[[ ENTRIES SUPPLIED, beginning ]]

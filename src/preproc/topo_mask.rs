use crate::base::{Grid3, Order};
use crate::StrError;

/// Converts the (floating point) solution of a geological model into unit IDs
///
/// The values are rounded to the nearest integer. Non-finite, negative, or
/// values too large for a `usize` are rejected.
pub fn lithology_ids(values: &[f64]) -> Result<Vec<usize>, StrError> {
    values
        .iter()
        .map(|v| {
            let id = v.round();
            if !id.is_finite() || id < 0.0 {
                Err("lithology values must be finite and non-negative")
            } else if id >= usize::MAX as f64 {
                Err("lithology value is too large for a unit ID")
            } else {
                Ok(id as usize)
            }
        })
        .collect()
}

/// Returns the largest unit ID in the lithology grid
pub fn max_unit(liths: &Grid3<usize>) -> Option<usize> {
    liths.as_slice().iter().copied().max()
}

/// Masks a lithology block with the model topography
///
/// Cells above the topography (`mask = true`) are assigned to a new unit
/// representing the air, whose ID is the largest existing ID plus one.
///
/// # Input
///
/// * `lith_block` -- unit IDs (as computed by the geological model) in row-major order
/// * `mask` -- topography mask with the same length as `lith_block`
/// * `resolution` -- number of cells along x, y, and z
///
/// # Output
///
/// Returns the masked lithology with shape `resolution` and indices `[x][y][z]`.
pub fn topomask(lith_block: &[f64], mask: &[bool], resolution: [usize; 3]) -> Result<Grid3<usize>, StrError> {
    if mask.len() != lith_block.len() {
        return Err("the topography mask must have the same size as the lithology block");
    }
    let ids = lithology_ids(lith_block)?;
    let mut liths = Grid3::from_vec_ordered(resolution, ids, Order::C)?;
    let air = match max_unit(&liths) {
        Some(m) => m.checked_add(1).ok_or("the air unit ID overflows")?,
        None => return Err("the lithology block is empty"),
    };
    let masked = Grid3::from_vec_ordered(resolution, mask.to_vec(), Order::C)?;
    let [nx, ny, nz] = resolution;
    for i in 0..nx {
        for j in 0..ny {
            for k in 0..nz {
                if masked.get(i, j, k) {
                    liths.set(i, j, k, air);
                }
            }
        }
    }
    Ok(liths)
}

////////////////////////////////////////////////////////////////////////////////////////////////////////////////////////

[[ ENTRIES SUPPLIED, end ]]

» PROBLEM STATEMENT: Only the lines above from the one with "to a new unit" up to and including the one with "let air = match" should be repeated, exactly as written.

» REPLY TO THE TASK:
/// Cells above the topography (`mask = true`) are assigned to a new unit
/// representing the air, whose ID is the largest existing ID plus one.
///
/// # Input
///
/// * `lith_block` -- unit IDs (as computed by the geological model) in row-major order
/// * `mask` -- topography mask with the same length as `lith_block`
/// * `resolution` -- number of cells along x, y, and z
///
/// # Output
///
/// Returns the masked lithology with shape `resolution` and indices `[x][y][z]`.
pub fn topomask(lith_block: &[f64], mask: &[bool], resolution: [usize; 3]) -> Result<Grid3<usize>, StrError> {
    if mask.len() != lith_block.len() {
        return Err("the topography mask must have the same size as the lithology block");
    }
    let ids = lithology_ids(lith_block)?;
    let mut liths = Grid3::from_vec_ordered(resolution, ids, Order::C)?;
    let air = match max_unit(&liths) {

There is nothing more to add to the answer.